Work to complete
Of the lines below, report only those that contain "Other".

※ ※ ※

use async_trait::async_trait;
use fuzzy_matcher::skim::SkimMatcherV2;
use fuzzy_matcher::FuzzyMatcher;
use std::path::{Path, PathBuf};
use tokio_util::sync::CancellationToken;
use tracing::{debug, info, warn};

use crate::config::ChapterMatch;
use crate::model::{
    Chapter, ChapterConnectorLink, ChapterId, ChapterNumber, Manga, MangaId, Notification,
    Urgency,
};
use crate::ratelimit::RequestClass;
use crate::worker::{
    Result, Work, WorkError, WorkOutcome, WorkerCategory, WorkerContext, WorkerId,
};

use super::archive::{write_cbz, ComicInfo};
use super::naming::sanitize_filename;

/// Downloads all pages of one chapter and writes the archive into the
/// staging directory. Atomic at chapter granularity: any page failure drops
/// the buffered pages and leaves no archive behind.
pub struct DownloadChapter {
    manga_id: MangaId,
    chapter_id: ChapterId,
    manga_title: String,
    number: ChapterNumber,
}

impl DownloadChapter {
    pub fn new(manga: &Manga, chapter: &Chapter) -> Self {
        Self {
            manga_id: manga.id,
            chapter_id: chapter.id,
            manga_title: manga.title.clone(),
            number: chapter.number.clone(),
        }
    }
}

#[async_trait]
impl Work for DownloadChapter {
    fn id(&self) -> WorkerId {
        WorkerId::from(format!("download:{}", self.chapter_id))
    }

    fn label(&self) -> String {
        format!("download {} Ch.{}", self.manga_title, self.number)
    }

    fn category(&self) -> WorkerCategory {
        WorkerCategory::Download
    }

    fn order_key(&self) -> Option<ChapterNumber> {
        Some(self.number.clone())
    }

    async fn run(&self, ctx: &WorkerContext, cancel: &CancellationToken) -> Result<WorkOutcome> {
        let result = self.download(ctx, cancel).await;
        if result.is_err() {
            ctx.metrics.chapter_failed();
        }
        result
    }
}

impl DownloadChapter {
    async fn download(
        &self,
        ctx: &WorkerContext,
        _cancel: &CancellationToken,
    ) -> Result<WorkOutcome> {
        let mut chapter = ctx
            .store
            .get_chapter(self.manga_id, self.chapter_id)?
            .ok_or_else(|| WorkError::Other(format!("chapter {} missing", self.chapter_id)))?;
        if chapter.downloaded {
            debug!(chapter = %self.label(), "already downloaded");
            return Ok(WorkOutcome::none());
        }
        let manga = ctx
            .store
            .get_manga(self.manga_id)?
            .ok_or_else(|| WorkError::Other(format!("manga {} missing", self.manga_id)))?;

        let settings = ctx.config.snapshot();
        let staging_dir = settings
            .download_dir
            .join(sanitize_filename(&manga.title));
        let dest = staging_dir.join(&chapter.file_name);

        // An archive may already exist from an earlier run or a manual
        // import; in that case only the flag needs fixing.
        let mut search_dirs = vec![staging_dir.clone()];
        if let Some(library_id) = manga.library_id {
            if let Some(library) = ctx.store.get_library(library_id)? {
                search_dirs.push(library.root.join(sanitize_filename(&manga.title)));
            }
        }
        if archive_present(&search_dirs, &chapter.file_name, &settings.chapter_match) {
            info!(chapter = %self.label(), "archive already on disk, marking downloaded");
            chapter.downloaded = true;
            ctx.store.upsert_chapter(&chapter)?;
            return Ok(WorkOutcome::none());
        }

        let Some(mut link) = self.download_link(ctx)? else {
            debug!(chapter = %self.label(), "no downloadable link");
            return Ok(WorkOutcome::none());
        };
        let connector = ctx.connectors.get(&link.connector_id)?;
        let urls = connector.chapter_image_urls(&link).await?;

        if urls.is_empty() {
            // The source has no pages for this chapter. Mark the link so the
            // pipeline never retries it; a different connector may still
            // serve the chapter later.
            warn!(chapter = %self.label(), connector = %link.connector_id, "zero images, skipping permanently");
            link.use_for_download = false;
            ctx.store.upsert_chapter_link(&link)?;
            return Ok(WorkOutcome::none());
        }

        let mut pages = Vec::with_capacity(urls.len());
        for (index, url) in urls.iter().enumerate() {
            let response = ctx
                .client
                .make_request(url, RequestClass::MangaImage, Some(&link.remote_url))
                .await;
            if !response.is_success() {
                return Err(WorkError::Other(format!(
                    "page {} of {} failed with {}",
                    index + 1,
                    self.label(),
                    response.status
                )));
            }
            let bytes = if settings.image_processing_enabled() {
                process_page(&response.body, settings.image_quality, settings.grayscale)?
            } else {
                response.body.to_vec()
            };
            pages.push((
                page_name(index, url, settings.image_processing_enabled()),
                bytes,
            ));
        }

        write_cbz(&dest, &ComicInfo::for_chapter(&manga, &chapter), &pages)?;

        chapter.downloaded = true;
        ctx.store.upsert_chapter(&chapter)?;
        ctx.metrics.chapter_downloaded();
        ctx.store.push_notification(&Notification::new(
            format!("Chapter downloaded: {}", manga.title),
            format!("Ch.{}", chapter.number),
            Urgency::Normal,
        ))?;
        info!(chapter = %self.label(), pages = pages.len(), "chapter downloaded");
        Ok(WorkOutcome::none())
    }

    /// The first link flagged for download, across all connectors linked to
    /// the manga.
    fn download_link(&self, ctx: &WorkerContext) -> Result<Option<ChapterConnectorLink>> {
        for manga_link in ctx.store.manga_links(self.manga_id)? {
            let links = ctx
                .store
                .chapter_links(self.manga_id, &manga_link.connector_id)?;
            if let Some(link) = links
                .into_iter()
                .find(|l| l.chapter_id == self.chapter_id && l.use_for_download)
            {
                return Ok(Some(link));
            }
        }
        Ok(None)
    }
}

/// Look for an archive matching `file_name` in any of `dirs`, either exactly
/// or by fuzzy score depending on configuration.
fn archive_present(dirs: &[PathBuf], file_name: &str, matching: &ChapterMatch) -> bool {
    for dir in dirs {
        match matching {
            ChapterMatch::Exact => {
                if dir.join(file_name).exists() {
                    return true;
                }
            }
            ChapterMatch::Fuzzy { threshold } => {
                if fuzzy_hit(dir, file_name, *threshold) {
                    return true;
                }
            }
        }
    }
    false
}

fn fuzzy_hit(dir: &Path, file_name: &str, threshold: i64) -> bool {
    let Ok(entries) = std::fs::read_dir(dir) else {
        return false;
    };
    let matcher = SkimMatcherV2::default();
    let target = stem(file_name);
    for entry in entries.flatten() {
        let name = entry.file_name();
        let Some(name) = name.to_str() else { continue };
        if !name.ends_with(".cbz") {
            continue;
        }
        if let Some(score) = matcher.fuzzy_match(stem(name), target) {
            if score >= threshold {
                return true;
            }
        }
    }
    false
}

fn stem(name: &str) -> &str {
    name.strip_suffix(".cbz").unwrap_or(name)
}

/// Page file name inside the archive: zero-padded index plus the source
/// extension, or `.jpg` once re-encoded.
fn page_name(index: usize, url: &str, processed: bool) -> String {
    let ext = if processed {
        "jpg"
    } else {
        url.split('?')
            .next()
            .and_then(|path| path.rsplit('.').next())
            .filter(|ext| ext.len() <= 4 && !ext.contains('/'))
            .unwrap_or("jpg")
    };
    format!("{:03}.{}", index + 1, ext)
}

/// Decode, optionally desaturate, and re-encode as JPEG at the configured
/// quality.
fn process_page(bytes: &[u8], quality: u8, grayscale: bool) -> Result<Vec<u8>> {
    let image = image::load_from_memory(bytes).map_err(|e| WorkError::Image(e.to_string()))?;
    let mut out = Vec::new();
    let mut encoder = image::codecs::jpeg::JpegEncoder::new_with_quality(&mut out, quality);
    let encoded = if grayscale {
        encoder.encode_image(&image.to_luma8())
    } else {
        encoder.encode_image(&image.to_rgb8())
    };
    encoded.map_err(|e| WorkError::Image(e.to_string()))?;
    Ok(out)
}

※ ※ ※

Task result
            .ok_or_else(|| WorkError::Other(format!("chapter {} missing", self.chapter_id)))?;
            .ok_or_else(|| WorkError::Other(format!("manga {} missing", self.manga_id)))?;
                return Err(WorkError::Other(format!(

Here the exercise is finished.